FW: Kerberized NFS (GSS-API) problem with multiple-IP Address and single hostname

sandeep patil san_patil at hotmail.com
Mon Jan 10 21:52:25 EST 2011











Thanks all for your suggestions.

Warload - well the problem is having one - name.example.com results in multiple IP Addresses. As rightly pointed out by frank.

> You did make me think of another solution.  Force the use of TCP.  That
> won't be 100% reliable (depends on client implementation) but it might
> be good enough.

Why would forcing it to TCP help ? Any Clue/advice ..

>>The typical way to handle this is with the automounter.  With automounted
>>NFS filesystems,  you can specify multiple NFS servers per mount, and
>>the client picks one and sticks with it.
This may not work as even if we are able to have an NFS client stick to a single NFS server, the kerberized part of NFS which inturn calls
GSS-API internally does a host lookup (almost everytime) and contacts the DNS for an IP and ends up with a new IP each time. :-(

>>Or instead of a load balancer it could be a load
>>balanced DNS server (gives only a single IP address but a different
>>one per client).
This could work but will need enhancements at the DNS server side unless its inherently supported by DNS, no clue there . Any input ?

-S


> Date: Tue, 4 Jan 2011 11:42:17 -0800
> From: frank+krb at linetwo.net
> To: warlord at mit.edu; san_patil at hotmail.com
> CC: krbdev at mit.edu
> Subject: Re: Kerberized NFS (GSS-API) problem with multiple-IP Address and single hostname
> 
> On 1/4/11 8:54 AM -0500 Derek Atkins wrote:
> > Hi,
> >
> > sandeep patil <san_patil at hotmail.com> writes:
> >
> >> To be specific;
> >> I have kerberized NFS server running on 3 separate machine (exporting
> >> the same share) where ever machine has a different IP address but the
> >> same hostname (In other words the hostname is associated with 3
> >> IP-address- for general load balancing using DNS).
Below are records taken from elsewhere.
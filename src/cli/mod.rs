use anyhow::Result;
use sqlx::SqlitePool;
use std::path::Path;

use crate::config::AppConfig;
use crate::db::{
    clear_all_data, create_pool, find_teams_by_name, get_all_teams, get_matches, get_standings,
    seed_data,
};
use crate::models::{Standing, StatKind};
use crate::services::statistics::load_leaders;
use crate::services::{procedures::ensure_schema, FilterConfig, StandingsEngine};
use crate::utils::{format_goal_difference, points_percentage};

/// Names closer than this (Jaro-Winkler) are offered as suggestions.
const SUGGESTION_THRESHOLD: f64 = 0.8;

async fn open(config: &AppConfig) -> Result<SqlitePool> {
    let pool = create_pool(&config.database_url).await?;
    ensure_schema(&pool).await?;
    Ok(pool)
}

pub async fn seed(config: &AppConfig, reset: bool) -> Result<()> {
    let pool = open(config).await?;
    if reset {
        println!("🧹 Clearing existing data...");
        clear_all_data(&pool).await?;
    }
    seed_data(&pool).await?;
    println!("✅ Demo league ready. Try: league standings --category SUB-11");
    Ok(())
}

pub async fn recalculate(config: &AppConfig) -> Result<()> {
    let pool = open(config).await?;
    let summary = StandingsEngine::new().recalculate(&pool).await?;

    println!("📊 Standings recalculated:");
    println!("   Scopes: {}", summary.scopes);
    println!("   Teams: {}", summary.teams);
    println!("   Matches counted: {}", summary.matches_folded);
    if summary.matches_skipped > 0 {
        println!("   Matches skipped (cross-group or unassigned): {}", summary.matches_skipped);
    }
    Ok(())
}

fn print_table(rows: &[Standing]) {
    let mut scope: Option<(&str, &str)> = None;
    for row in rows {
        let current = (row.category.as_str(), row.group_name.as_str());
        if scope != Some(current) {
            let label = if row.group_name.is_empty() {
                row.category.clone()
            } else {
                format!("{} - {}", row.category, row.group_name)
            };
            println!("\n🏆 {}", label);
            println!(
                "   {:>3}  {:<24} {:>3} {:>3} {:>3} {:>3} {:>3} {:>5} {:>4} {:>6}",
                "#", "Team", "P", "W", "D", "L", "GF", "GD", "Pts", "%"
            );
            scope = Some(current);
        }
        println!(
            "   {:>3}  {:<24} {:>3} {:>3} {:>3} {:>3} {:>3} {:>5} {:>4} {:>5.1}%",
            row.position,
            row.team_name,
            row.played,
            row.won,
            row.drawn,
            row.lost,
            row.goals_for,
            format_goal_difference(row.goal_difference),
            row.points,
            points_percentage(row.points, row.played)
        );
    }
}

pub async fn show_standings(config: &AppConfig, filter: &FilterConfig) -> Result<()> {
    let pool = open(config).await?;
    let rows = filter.apply(&get_standings(&pool).await?);

    if rows.is_empty() {
        println!("📭 No standings found. Run 'league recalculate' after entering results.");
        return Ok(());
    }

    print_table(&rows);
    Ok(())
}

pub async fn show_leaders(config: &AppConfig, kind: StatKind, filter: &FilterConfig) -> Result<()> {
    let pool = open(config).await?;
    let rows = filter.apply(&load_leaders(&pool, kind, filter.has_championship()).await?);

    let (title, unit) = match kind {
        StatKind::Goal => ("⚽ Top Scorers", "goals"),
        _ => ("🟨 Yellow Card Leaders", "cards"),
    };
    println!("{}:\n", title);

    if rows.is_empty() {
        println!("   No records yet");
        return Ok(());
    }

    for (i, row) in rows.iter().take(20).enumerate() {
        println!(
            "{:>3}. {} ({}, {}) - {} {}",
            i + 1,
            row.player_name,
            row.team_name,
            row.category,
            row.total,
            unit
        );
    }
    Ok(())
}

/// Known names ranked by similarity to `query`.
fn suggestions<'a>(query: &str, names: &'a [String]) -> Vec<&'a str> {
    let query = query.to_lowercase();
    let mut scored: Vec<(f64, &str)> = names
        .iter()
        .map(|name| (strsim::jaro_winkler(&query, &name.to_lowercase()), name.as_str()))
        .filter(|(score, _)| *score >= SUGGESTION_THRESHOLD)
        .collect();
    scored.sort_by(|a, b| b.0.total_cmp(&a.0));

    let mut out: Vec<&str> = Vec::new();
    for (_, name) in scored {
        if !out.contains(&name) {
            out.push(name);
        }
    }
    out.truncate(3);
    out
}

pub async fn query_team(config: &AppConfig, team_name: &str) -> Result<()> {
    let pool = open(config).await?;

    println!("🔍 Searching for team: {}", team_name);

    let teams = find_teams_by_name(&pool, team_name).await?;

    if teams.is_empty() {
        println!("❌ No teams found matching '{}'", team_name);

        let names: Vec<String> = get_all_teams(&pool).await?.into_iter().map(|t| t.name).collect();
        let similar = suggestions(team_name, &names);
        if !similar.is_empty() {
            println!("\n💡 Did you mean:");
            for name in similar {
                println!("   • {}", name);
            }
        }
        return Ok(());
    }

    let all_teams = get_all_teams(&pool).await?;
    let standings = get_standings(&pool).await?;
    let matches = get_matches(&pool).await?;

    let name_of = |id: Option<&str>| -> String {
        match id {
            Some(id) => all_teams
                .iter()
                .find(|t| t.id == id)
                .map_or_else(|| id.to_string(), |t| t.name.clone()),
            None => "TBD".to_string(),
        }
    };

    for team in &teams {
        let group = if team.group_name.is_empty() { "no group" } else { team.group_name.as_str() };
        println!("\n📋 {} ({}, {})", team.name, team.category, group);

        if let Some(row) = standings.iter().find(|s| s.team_id == team.id) {
            println!(
                "   Position {} | {} pts in {} games | {}W {}D {}L | GD {}",
                row.position,
                row.points,
                row.played,
                row.won,
                row.drawn,
                row.lost,
                format_goal_difference(row.goal_difference)
            );
        }

        let fixtures: Vec<_> = matches
            .iter()
            .filter(|m| {
                m.home_team_id.as_deref() == Some(team.id.as_str())
                    || m.away_team_id.as_deref() == Some(team.id.as_str())
            })
            .collect();

        if fixtures.is_empty() {
            println!("   No fixtures");
            continue;
        }

        for m in fixtures {
            let score = match (m.home_score, m.away_score) {
                (Some(h), Some(a)) => format!("{}-{}", h, a),
                _ => m.status.to_string(),
            };
            println!(
                "   {} {} vs {} ({})",
                m.date.format("%d/%m"),
                name_of(m.home_team_id.as_deref()),
                name_of(m.away_team_id.as_deref()),
                score
            );
        }
    }

    Ok(())
}

fn write_csv<W: std::io::Write>(writer: W, rows: &[Standing]) -> Result<()> {
    let mut out = csv::Writer::from_writer(writer);
    out.write_record([
        "category", "group", "position", "team", "played", "won", "drawn", "lost",
        "goals_for", "goals_against", "goal_difference", "points", "points_pct",
    ])?;
    for row in rows {
        out.write_record([
            row.category.clone(),
            row.group_name.clone(),
            row.position.to_string(),
            row.team_name.clone(),
            row.played.to_string(),
            row.won.to_string(),
            row.drawn.to_string(),
            row.lost.to_string(),
            row.goals_for.to_string(),
            row.goals_against.to_string(),
            row.goal_difference.to_string(),
            row.points.to_string(),
            format!("{:.1}", points_percentage(row.points, row.played)),
        ])?;
    }
    out.flush()?;
    Ok(())
}

pub async fn export_standings(config: &AppConfig, out: &Path) -> Result<()> {
    let pool = open(config).await?;
    let rows = get_standings(&pool).await?;
    write_csv(std::fs::File::create(out)?, &rows)?;
    println!("💾 Exported {} standings rows to {}", rows.len(), out.display());
    Ok(())
}

#[cfg(test)]
mod tests {
    use super::*;
    use chrono::Utc;

    fn row(team: &str, points: i32, played: i32, gd: i32) -> Standing {
        Standing {
            id: team.to_string(),
            team_id: team.to_string(),
            team_name: team.to_string(),
            category: "SUB-11".to_string(),
            group_name: "Grupo A".to_string(),
            position: 1,
            points,
            played,
            won: points / 3,
            drawn: points % 3,
            lost: 0,
            goals_for: 4,
            goals_against: 4 - gd,
            goal_difference: gd,
            updated_at: Utc::now(),
        }
    }

    #[test]
    fn test_suggestions_rank_close_names() {
        let names = vec![
            "Furacão".to_string(),
            "Federal".to_string(),
            "Furacão".to_string(),
            "Palmeirinha".to_string(),
        ];
        let similar = suggestions("furacao", &names);
        assert_eq!(similar.first(), Some(&"Furacão"));
        assert!(!similar.contains(&"Palmeirinha"));
        // Duplicated across categories, listed once.
        assert_eq!(similar.iter().filter(|n| **n == "Furacão").count(), 1);
    }

    #[test]
    fn test_csv_export_layout() {
        let mut buf = Vec::new();
        write_csv(&mut buf, &[row("Furacão", 6, 2, 3)]).unwrap();
        let text = String::from_utf8(buf).unwrap();
        let lines: Vec<&str> = text.lines().collect();
        assert_eq!(lines.len(), 2);
        assert!(lines[0].starts_with("category,group,position,team"));
        assert_eq!(lines[1], "SUB-11,Grupo A,1,Furacão,2,2,0,0,4,1,3,6,100.0");
    }
}
use serde_json::{json, Value};
use sqlx::SqlitePool;

use crate::db::{init_database_with_pool, schema_exists};
use crate::error::{AppError, AppResult};
use crate::services::StandingsEngine;

pub const RECALCULATE_STANDINGS: &str = "recalculate_standings";
pub const SCHEMA_EXISTS: &str = "schema_exists";
pub const CREATE_SCHEMA: &str = "create_schema";

/// Named server-side procedures. None of them take arguments today; `args`
/// is accepted so callers have one calling convention.
pub async fn invoke(
    pool: &SqlitePool,
    engine: &StandingsEngine,
    name: &str,
    args: &Value,
) -> AppResult<Value> {
    if !args.is_null() && args.as_object().is_some_and(|a| !a.is_empty()) {
        tracing::debug!("Procedure {} ignores its arguments: {}", name, args);
    }

    match name {
        RECALCULATE_STANDINGS => {
            let summary = engine.recalculate(pool).await?;
            Ok(serde_json::to_value(summary).map_err(anyhow::Error::from)?)
        }
        SCHEMA_EXISTS => Ok(json!({ "exists": schema_exists(pool).await? })),
        CREATE_SCHEMA => {
            init_database_with_pool(pool).await?;
            Ok(json!({ "exists": true }))
        }
        other => Err(AppError::not_found(format!("procedure {}", other))),
    }
}

/// Creates the schema on first use.
pub async fn ensure_schema(pool: &SqlitePool) -> AppResult<()> {
    if !schema_exists(pool).await? {
        tracing::info!("Schema missing, creating it");
        init_database_with_pool(pool).await?;
    }
    Ok(())
}

#[cfg(test)]
mod tests {
    use super::*;
    use sqlx::sqlite::SqlitePoolOptions;

    async fn bare_pool() -> SqlitePool {
        SqlitePoolOptions::new()
            .max_connections(1)
            .idle_timeout(None)
            .max_lifetime(None)
            .connect("sqlite::memory:")
            .await
            .unwrap()
    }

    #[tokio::test]
    async fn test_schema_procedures() {
        let pool = bare_pool().await;
        let engine = StandingsEngine::new();

        let before = invoke(&pool, &engine, SCHEMA_EXISTS, &Value::Null).await.unwrap();
        assert_eq!(before, json!({"exists": false}));

        ensure_schema(&pool).await.unwrap();
        let after = invoke(&pool, &engine, SCHEMA_EXISTS, &Value::Null).await.unwrap();
        assert_eq!(after, json!({"exists": true}));

        // Safe to call again.
        invoke(&pool, &engine, CREATE_SCHEMA, &json!({})).await.unwrap();
    }

    #[tokio::test]
    async fn test_recalculate_on_empty_store() {
        let pool = crate::db::test_pool().await;
        let engine = StandingsEngine::new();
        let out = invoke(&pool, &engine, RECALCULATE_STANDINGS, &Value::Null).await.unwrap();
        assert_eq!(out["scopes"], 0);
        assert_eq!(out["matches_folded"], 0);
    }

    #[tokio::test]
    async fn test_unknown_procedure() {
        let pool = crate::db::test_pool().await;
        let err = invoke(&pool, &StandingsEngine::new(), "drop_everything", &Value::Null)
            .await
            .unwrap_err();
        assert!(matches!(err, AppError::NotFound(_)));
    }
}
Now when I acquire
> >> kerberos credentials from a client machine and mount the NFS share
> >> against the hostname ,it fails. The reason it seems to fail is because
> >> when the gss-api handshake takes place between the NFS client and NFS
> >> server , the kerberos/gss-api library always tends to resolve the
> >> hostname to ipaddress and in this case ends up getting different IP
> >> address.  So looks like when we mount NFS, the first part of the gss-api
> >> handshake takes place with one machine and in the next iteration it goes
> >> to a different machine ( where there is no gss-api context) and hence it
> >> fails.
> >
> > I don't think the problem is that name.example.com results in multiple
> > IP Addresses.  I think the problem is that the reverse-resolution of the
> > IP Addresses result in 3 different names!  I suspect it's trying to use
> > the reverse-resolution to find the name to use for kerberos.
> 
> No, as Sandeep explained, when an NFS request goes to an IP that wasn't
> the IP the host mounted from, that new machine doesn't have a GSSAPI
> context.  NFS doesn't use the raw Kerberos session key, it establishes
> a context, which is server-specific state.
> 
> Even if it could just use the raw session key, you wouldn't want that
> because you wouldn't be able to detect replay.
> 
> If the reverse's didn't match it wouldn't work but the symptoms would
> be different.
> 
> You did make me think of another solution.  Force the use of TCP.  That
> won't be 100% reliable (depends on client implementation) but it might
> be good enough.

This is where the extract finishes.